Moments before warm-ups, the Avs publicly announced that Kuemper was out and Johansson would instead start for the second consecutive game. And his backup goalie would be local emergency goalie Jett Alexander, a 22-year-old playing for the University of Toronto. He was later replaced by Justus Annunen, who was en route to Toronto to join the team. Annunen landed in Toronto less than a half hour before the opening puck drop.

Colorado has already had its fair share of goaltending drama through the first seven weeks of the season. Goaltender Pavel Francouz, who was ready to return after missing the entire 2020-21 season, was injured in a preseason game and has been on the shelf since. Kuemper, while inconsistent, has been pulled three times over the past few games because of a skate blade issue that seemingly hindered his ability to get into a rhythm.

The emergency goalie from a local university is only the cherry on top.

The Maple Leafs and Avalanche were two of the hotter teams in the NHL entering this battle of hopeful Stanley-Cup contenders. But without Kuemper, the Leafs were able to flex their offensive muscles all the while knowing their goalie Jack Campbell would hold down the fort at the other end.

“You’re only as good as as you play and tonight we didn’t play very good so we’re not a very good hockey team tonight,” Avs captain Gabriel Landeskog said. “But we know that we can be and tonight is just a good reality check.”

Toronto jumped out to a 3-0 lead before the first period was three-quarters of the way through. That third goal has often been the decider as Campbell has surrendered more than two goals just four times in 18 games — with tonight’s third goal coming when his team already had a six-goal stranglehold.

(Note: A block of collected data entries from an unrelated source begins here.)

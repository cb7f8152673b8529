//! The bytecode interpreter.
//!
//! [`VirtualMachine::interpret_code`] runs one tick of a script: it
//! executes instructions until the code returns, runs off its end, or
//! suspends on `WaitFrames`. Everything needed to resume lives in the
//! [`ScriptState`], so the VM itself holds nothing but a registry borrow
//! and may be shared by every entity.
//!
//! Jump operands are absolute addresses into the running block (which is
//! the root code, or the innermost frame's function body). Offset jumps
//! are relative to the word after their operand.

use std::any::Any;

use tracing::{trace, warn};

use bulletscript_core::{CodeBlock, Op, RuntimeError};
use bulletscript_registry::{AttachedUpdater, FireContext, ScopeKind, ScriptRegistry};

use crate::state::{CallFrame, ScriptState, ScriptStatus, StateFlags};

type Result<T> = std::result::Result<T, RuntimeError>;

/// Interprets compiled code against a registry.
#[derive(Debug, Clone, Copy)]
pub struct VirtualMachine<'reg> {
    registry: &'reg ScriptRegistry,
}

impl<'reg> VirtualMachine<'reg> {
    /// Create a VM dispatching through `registry`.
    pub fn new(registry: &'reg ScriptRegistry) -> Self {
        Self { registry }
    }

    /// The registry.
    pub fn registry(&self) -> &'reg ScriptRegistry {
        self.registry
    }

    /// Run `code` for one tick.
    ///
    /// `entity` is the object `GetProperty`/`SetProperty` act on; its
    /// concrete type must be registered. With `is_looping` the code starts
    /// over from the top on the next call after reaching its end; without
    /// it the state is marked finished and later calls do nothing until
    /// [`ScriptState::reset`].
    #[cfg_attr(feature = "profiling", profiling::function)]
    pub fn interpret_code(
        &self,
        code: &CodeBlock,
        state: &mut ScriptState,
        entity: &mut dyn Any,
        is_looping: bool,
    ) -> Result<ScriptStatus> {
        if state.flags.contains(StateFlags::FINISHED) {
            return Ok(ScriptStatus::Ok);
        }

        if state.flags.contains(StateFlags::SUSPENDED) {
            state.countdown = state.countdown.saturating_sub(1);
            if state.countdown > 0 {
                trace!(remaining = state.countdown, "still waiting");
                return Ok(ScriptStatus::Suspended);
            }
            state.flags.remove(StateFlags::SUSPENDED);
        }

        let result = self.run(code, state, entity, is_looping);
        if let Err(err) = &result {
            warn!(%err, ip = state.ip, depth = state.frames.len(), "script fault");
        }
        result
    }

    /// Run a registered scope's code for one tick.
    pub fn interpret_scope(
        &self,
        kind: ScopeKind,
        index: usize,
        state: &mut ScriptState,
        entity: &mut dyn Any,
        is_looping: bool,
    ) -> Result<ScriptStatus> {
        let scope = self
            .registry
            .code_scopes(kind)
            .by_index(index)
            .ok_or(match kind {
                ScopeKind::Function => RuntimeError::UnknownFunction(index),
                _ => RuntimeError::UnknownUpdater(index),
            })?;
        state.reserve_root_variables(scope.variable_count())?;
        self.interpret_code(&scope.code, state, entity, is_looping)
    }

    fn run(
        &self,
        root: &CodeBlock,
        state: &mut ScriptState,
        entity: &mut dyn Any,
        is_looping: bool,
    ) -> Result<ScriptStatus> {
        let mut executed: u32 = 0;

        loop {
            let code = match state.frames.last() {
                Some(frame) => self.function_code(frame.function)?,
                None => root.words(),
            };

            if state.ip >= code.len() {
                if state.frames.is_empty() {
                    self.finish_root(state, is_looping);
                    return Ok(ScriptStatus::Ok);
                }
                // Falling off a function body returns 0.
                self.return_from_call(state, 0.0)?;
                continue;
            }

            if let Some(budget) = state.limits().instruction_budget {
                if executed >= budget {
                    return Err(RuntimeError::InstructionBudgetExceeded { budget });
                }
            }
            executed += 1;

            let (op, next) = Op::decode(code, state.ip)?;
            trace!(ip = state.ip, ?op, stack = state.stack.len(), "execute");
            state.ip = next;

            match op {
                Op::Push(value) => state.stack.push(value)?,
                Op::Pop => {
                    state.stack.pop()?;
                }
                Op::Negate => {
                    let value = state.stack.peek()?;
                    state.stack.replace_top(-value)?;
                }
                Op::Not => {
                    let value = state.stack.peek()?;
                    state
                        .stack
                        .replace_top(if value == 0.0 { 1.0 } else { 0.0 })?;
                }
                Op::Binary(operator) => {
                    let right = state.stack.pop()?;
                    let left = state.stack.pop()?;
                    state.stack.push(operator.apply(left, right)?)?;
                }
                Op::Jump(target) => state.ip = absolute_target(target, code.len())?,
                Op::IfZeroBranch(target) => {
                    if state.stack.pop()? == 0.0 {
                        state.ip = absolute_target(target, code.len())?;
                    }
                }
                Op::JumpOffset(offset) => {
                    state.ip = relative_target(state.ip, offset, code.len())?;
                }
                Op::IfZeroBranchOffset(offset) => {
                    if state.stack.pop()? == 0.0 {
                        state.ip = relative_target(state.ip, offset, code.len())?;
                    }
                }
                Op::GetVariable(index) => {
                    let value = state.variable(index)?;
                    state.stack.push(value)?;
                }
                Op::SetVariable(index) => {
                    let value = state.stack.peek()?;
                    state.set_variable(index, value)?;
                }
                Op::GetProperty(index) => {
                    let value = self.registry.types().get_property(&*entity, index)?;
                    state.stack.push(value)?;
                }
                Op::SetProperty(index) => {
                    let value = state.stack.peek()?;
                    self.registry.types().set_property(entity, index, value)?;
                }
                Op::FunctionCall(index) => self.call(state, index)?,
                Op::ExternalFunctionCall(index) => {
                    let function = self
                        .registry
                        .external_function(index)
                        .ok_or(RuntimeError::UnknownExternalFunction(index))?;
                    function.call(&mut state.stack)?;
                }
                Op::Fire(index) => {
                    let function = self
                        .registry
                        .firing_function(index)
                        .ok_or(RuntimeError::UnknownFiringFunction(index))?;
                    let args = state.stack.pop_n(function.arity)?;
                    trace!(function = %function.name, ?args, "fire");
                    function.call(&FireContext::default(), &args);
                }
                Op::FireWithUpdater { firing, updater } => {
                    let function = self
                        .registry
                        .firing_function(firing)
                        .ok_or(RuntimeError::UnknownFiringFunction(firing))?;
                    let scope = self
                        .registry
                        .bullet_updater_code_scope(updater)
                        .ok_or(RuntimeError::UnknownUpdater(updater))?;
                    let arguments = state.stack.pop_n(scope.parameter_count())?;
                    let args = state.stack.pop_n(function.arity)?;
                    trace!(function = %function.name, updater, ?args, "fire with updater");
                    let context = FireContext {
                        updater: Some(AttachedUpdater {
                            index: updater,
                            arguments,
                        }),
                    };
                    function.call(&context, &args);
                }
                Op::WaitFrames => {
                    let frames = state.stack.pop()?;
                    // Saturating cast: NaN and negatives become 0.
                    state.countdown = frames.max(0.0) as u32;
                    state.flags.insert(StateFlags::SUSPENDED);
                    trace!(frames = state.countdown, ip = state.ip, "suspend");
                    return Ok(ScriptStatus::Suspended);
                }
                Op::Return => {
                    let value = state.stack.pop()?;
                    if state.frames.is_empty() {
                        state.last_return = Some(value);
                        state.stack.clear();
                        self.finish_root(state, is_looping);
                        return Ok(ScriptStatus::Ok);
                    }
                    self.return_from_call(state, value)?;
                }
            }
        }
    }

    fn function_code(&self, index: usize) -> Result<&'reg [f32]> {
        self.registry
            .function_code_scope(index)
            .map(|scope| scope.code.words())
            .ok_or(RuntimeError::UnknownFunction(index))
    }

    /// Enter function `index`, binding its arguments to the new frame's
    /// first slots.
    fn call(&self, state: &mut ScriptState, index: usize) -> Result<()> {
        let callee = self
            .registry
            .function_code_scope(index)
            .ok_or(RuntimeError::UnknownFunction(index))?;

        let limit = state.limits().max_call_depth;
        if state.frames.len() >= limit {
            return Err(RuntimeError::CallDepthExceeded { limit });
        }

        let locals_len = callee.variable_count();
        let top = state
            .frames
            .last()
            .map_or(state.variables.len(), |frame| frame.locals_base);
        // Frames grow down toward the root scope and may not overlap it.
        let locals_base = top
            .checked_sub(locals_len)
            .filter(|base| *base >= state.root_len)
            .ok_or(RuntimeError::VariableOutOfRange { index: locals_len })?;

        let args = state.stack.pop_n(callee.parameter_count())?;
        let locals = &mut state.variables[locals_base..top];
        locals.fill(0.0);
        locals[..args.len()].copy_from_slice(&args);

        state.frames.push(CallFrame {
            function: index,
            return_ip: state.ip,
            locals_base,
            locals_len,
            stack_base: state.stack.len(),
        });
        state.ip = 0;
        Ok(())
    }

    /// Leave the innermost frame, handing `value` to the caller.
    fn return_from_call(&self, state: &mut ScriptState, value: f32) -> Result<()> {
        let frame = state.frames.pop().ok_or(RuntimeError::StackUnderflow)?;
        state.stack.truncate(frame.stack_base);
        state.ip = frame.return_ip;
        state.stack.push(value)
    }

    /// The root block is done for this run. The stack is left as is.
    fn finish_root(&self, state: &mut ScriptState, is_looping: bool) {
        state.ip = 0;
        if !is_looping {
            state.flags.insert(StateFlags::FINISHED);
        }
    }
}

fn absolute_target(target: usize, code_len: usize) -> Result<usize> {
    if target <= code_len {
        Ok(target)
    } else {
        Err(RuntimeError::JumpOutOfRange {
            target: target as i64,
            code_len,
        })
    }
}

fn relative_target(ip: usize, offset: i64, code_len: usize) -> Result<usize> {
    let target = ip as i64 + offset;
    if (0..=code_len as i64).contains(&target) {
        Ok(target as usize)
    } else {
        Err(RuntimeError::JumpOutOfRange { target, code_len })
    }
}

Johansson wasn’t the entire problem. The Avs didn’t help him much defensively, especially in the earlygoing. Most notably the first of three goals from one of the best shooters in the NHL, Austons Matthews. The 24-year-old had ample time all alone in the crease to hang Johansson out to dry.

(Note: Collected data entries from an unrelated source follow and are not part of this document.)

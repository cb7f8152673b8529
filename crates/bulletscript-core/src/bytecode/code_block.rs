//! Flat word container for compiled code.
//!
//! A `CodeBlock` is both a finished program and the scratch buffer the
//! compiler builds fragments in. Opcodes and operands are stored as the
//! same `f32` word type and are told apart only by position.

use std::fmt::Write as _;

use super::{Instruction, Op};

/// An append-only, randomly indexable sequence of code words.
///
/// Jump targets written into a block are absolute indices into that same
/// block, so its length is the address space for its own jumps.
#[derive(Debug, Clone, Default, PartialEq)]
pub struct CodeBlock {
    code: Vec<f32>,
}

impl CodeBlock {
    /// Create a new empty block.
    pub fn new() -> Self {
        Self::default()
    }

    /// Create a block with pre-allocated capacity.
    pub fn with_capacity(capacity: usize) -> Self {
        Self {
            code: Vec::with_capacity(capacity),
        }
    }

    /// Append an opcode.
    pub fn write_instruction(&mut self, instruction: Instruction) {
        self.code.push(instruction.word());
    }

    /// Append a raw operand word.
    pub fn write_word(&mut self, word: f32) {
        self.code.push(word);
    }

    /// Append an opcode followed by an index operand.
    pub fn write_indexed(&mut self, instruction: Instruction, index: usize) {
        self.write_instruction(instruction);
        self.write_word(index as f32);
    }

    /// Append every word of `other`.
    ///
    /// Absolute jump targets inside `other` are not rebased, so only
    /// position-independent fragments (expressions, ternaries) may be
    /// composed this way.
    pub fn append(&mut self, other: &CodeBlock) {
        self.code.extend_from_slice(&other.code);
    }

    /// Emit a jump-style instruction with a placeholder operand and return
    /// the operand's address for later patching.
    pub fn emit_jump(&mut self, instruction: Instruction) -> usize {
        self.write_instruction(instruction);
        let operand = self.code.len();
        self.write_word(0.0);
        operand
    }

    /// Overwrite the word at `at`.
    ///
    /// # Panics
    ///
    /// Panics if `at` is not inside the block. Patch addresses only ever
    /// come from [`emit_jump`](Self::emit_jump) on this block.
    pub fn patch(&mut self, at: usize, word: f32) {
        assert!(
            at < self.code.len(),
            "patch address {} outside block of length {}",
            at,
            self.code.len()
        );
        self.code[at] = word;
    }

    /// Patch the operand at `at` to the current end of the block.
    pub fn patch_to_here(&mut self, at: usize) {
        let here = self.code.len() as f32;
        self.patch(at, here);
    }

    /// Current length, which is also the address of the next word.
    pub fn len(&self) -> usize {
        self.code.len()
    }

    /// Check if the block is empty.
    pub fn is_empty(&self) -> bool {
        self.code.is_empty()
    }

    /// Read the word at `at`.
    pub fn word(&self, at: usize) -> Option<f32> {
        self.code.get(at).copied()
    }

    /// The raw words.
    pub fn words(&self) -> &[f32] {
        &self.code
    }

    /// Decode the instruction at `at`.
    pub fn read_op(&self, at: usize) -> Option<(Op, usize)> {
        Op::decode(&self.code, at).ok()
    }

    /// Extract all opcodes, skipping operands.
    ///
    /// Words that do not decode as an opcode are skipped one at a time.
    pub fn opcodes(&self) -> Vec<Instruction> {
        let mut ops = Vec::new();
        let mut at = 0;

        while at < self.code.len() {
            match Instruction::from_word(self.code[at]) {
                Some(instruction) => {
                    ops.push(instruction);
                    at += 1 + instruction.operand_count();
                }
                None => at += 1,
            }
        }

        ops
    }

    /// Render one instruction per line, e.g. `0004  IF_ZERO_BRANCH 9`.
    pub fn disassemble(&self) -> String {
        let mut out = String::new();
        let mut at = 0;

        while at < self.code.len() {
            let word = self.code[at];
            let Some(instruction) = Instruction::from_word(word) else {
                let _ = writeln!(out, "{at:04}  <invalid {word}>");
                at += 1;
                continue;
            };
            let _ = write!(out, "{at:04}  {}", instruction.name());
            let end = (at + 1 + instruction.operand_count()).min(self.code.len());
            for operand in &self.code[at + 1..end] {
                let _ = write!(out, " {operand}");
            }
            out.push('\n');
            at = end;
        }

        out
    }

    /// Check that the block holds exactly `expected`, opcodes and operands.
    #[track_caller]
    pub fn assert_words(&self, expected: &[f32]) {
        assert_eq!(
            self.code.as_slice(),
            expected,
            "Bytecode mismatch.\nActual disassembly:\n{}",
            self.disassemble()
        );
    }

    /// Check that the block contains exactly the given opcode sequence,
    /// ignoring operand values.
    #[track_caller]
    pub fn assert_opcodes(&self, expected: &[Instruction]) {
        let actual = self.opcodes();
        assert_eq!(
            actual,
            expected,
            "Bytecode mismatch.\nExpected: {:?}\nActual:   {:?}",
            expected.iter().map(|op| op.name()).collect::<Vec<_>>(),
            actual.iter().map(|op| op.name()).collect::<Vec<_>>(),
        );
    }
}

impl From<Vec<f32>> for CodeBlock {
    fn from(code: Vec<f32>) -> Self {
        Self { code }
    }
}

impl Extend<f32> for CodeBlock {
    fn extend<I: IntoIterator<Item = f32>>(&mut self, iter: I) {
        self.code.extend(iter);
    }
}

Johansson otherwise had a lot of pucks hit him on the way in, which is often deemed an unsuccessful play by a goalie.

“He wasn’t good,” Bednar said bluntly of Johansson’s performance.

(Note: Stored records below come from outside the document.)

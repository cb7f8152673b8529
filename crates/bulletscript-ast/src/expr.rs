//! Expression nodes.
//!
//! Every expression evaluates to a single float. Nodes that own children
//! hold them as arena references so the whole tree shares one lifetime.

use bulletscript_core::Span;

use crate::{AssignOp, BinaryOp, Ident, PostfixOp, UnaryOp};

/// An expression.
#[derive(Debug, Clone, Copy, PartialEq)]
pub enum Expr<'ast> {
    /// Numeric literal
    Literal(LiteralExpr),
    /// Local variable reference
    Ident(Ident<'ast>),
    /// Entity property reference (`$name`)
    Property(PropertyExpr<'ast>),
    /// Binary operation
    Binary(&'ast BinaryExpr<'ast>),
    /// Unary prefix operation
    Unary(&'ast UnaryExpr<'ast>),
    /// Assignment, simple or compound
    Assign(&'ast AssignExpr<'ast>),
    /// Postfix increment/decrement
    Postfix(&'ast PostfixExpr<'ast>),
    /// Ternary conditional (? :)
    Ternary(&'ast TernaryExpr<'ast>),
    /// Function call
    Call(&'ast CallExpr<'ast>),
}

impl<'ast> Expr<'ast> {
    /// Get the span of this expression.
    pub fn span(&self) -> Span {
        match self {
            Self::Literal(e) => e.span,
            Self::Ident(e) => e.span,
            Self::Property(e) => e.span,
            Self::Binary(e) => e.span,
            Self::Unary(e) => e.span,
            Self::Assign(e) => e.span,
            Self::Postfix(e) => e.span,
            Self::Ternary(e) => e.span,
            Self::Call(e) => e.span,
        }
    }

    /// Whether this expression names a storage location.
    pub fn is_lvalue(&self) -> bool {
        matches!(self, Self::Ident(_) | Self::Property(_))
    }
}

/// A numeric literal.
#[derive(Debug, Clone, Copy, PartialEq)]
pub struct LiteralExpr {
    /// The value
    pub value: f32,
    /// Source location
    pub span: Span,
}

/// A `$property` reference on the entity the script runs against.
#[derive(Debug, Clone, Copy, PartialEq)]
pub struct PropertyExpr<'ast> {
    /// Property name, without the `$`
    pub name: &'ast str,
    /// Source location
    pub span: Span,
}

/// A binary operation.
#[derive(Debug, Clone, Copy, PartialEq)]
pub struct BinaryExpr<'ast> {
    /// Left operand
    pub left: &'ast Expr<'ast>,
    /// Operator
    pub op: BinaryOp,
    /// Right operand
    pub right: &'ast Expr<'ast>,
    /// Source location
    pub span: Span,
}

/// A unary prefix operation.
#[derive(Debug, Clone, Copy, PartialEq)]
pub struct UnaryExpr<'ast> {
    /// Operator
    pub op: UnaryOp,
    /// Operand
    pub operand: &'ast Expr<'ast>,
    /// Source location
    pub span: Span,
}

/// An assignment expression.
///
/// The target is any expression so the compiler can reject non-lvalues
/// with a located error.
#[derive(Debug, Clone, Copy, PartialEq)]
pub struct AssignExpr<'ast> {
    /// Target
    pub target: &'ast Expr<'ast>,
    /// Operator
    pub op: AssignOp,
    /// Value
    pub value: &'ast Expr<'ast>,
    /// Source location
    pub span: Span,
}

/// A postfix increment or decrement.
#[derive(Debug, Clone, Copy, PartialEq)]
pub struct PostfixExpr<'ast> {
    /// Operand
    pub operand: &'ast Expr<'ast>,
    /// Operator
    pub op: PostfixOp,
    /// Source location
    pub span: Span,
}

/// A ternary conditional.
#[derive(Debug, Clone, Copy, PartialEq)]
pub struct TernaryExpr<'ast> {
    /// Condition
    pub condition: &'ast Expr<'ast>,
    /// Value if the condition is non-zero
    pub then_expr: &'ast Expr<'ast>,
    /// Value if the condition is zero
    pub else_expr: &'ast Expr<'ast>,
    /// Source location
    pub span: Span,
}

/// A call to a script function or a registered external function.
#[derive(Debug, Clone, Copy, PartialEq)]
pub struct CallExpr<'ast> {
    /// Callee name
    pub callee: Ident<'ast>,
    /// Arguments in source order
    pub args: &'ast [Expr<'ast>],
    /// Source location
    pub span: Span,
}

“Their goalie was good. We didn’t test him enough in the first or in the third but he had a pretty good night.”

Whether Kuemper starting would’ve altered the outcome of the game is unknown. But the Avs being unable to rely on their goalie to bail them out is also an issue.

Colorado won’t have much time to sulk on this one. It travels to Montreal for the second of a back to back on Thursday where it’s possible Annunen could suddenly be called on to make his NHL debut.

I’ll talk to Joe tonight and see what he thinks,” Bednar said of the potential for Annunen starting.” I’ll talk with our coaching staff. I’m not that far yet.”

Colorado’s next two opponents, the Habs and the Ottawa Senators, are not having nearly as good a season as Toronto. The two have combined for just 10 wins — one less than the Avs. But without Kuemper, and with so many games crammed in before Christmas, the Avalanche may need their league-best offense to continue to score at will. It may be the only way to win games until either Kuemper or Francouz are ready to return.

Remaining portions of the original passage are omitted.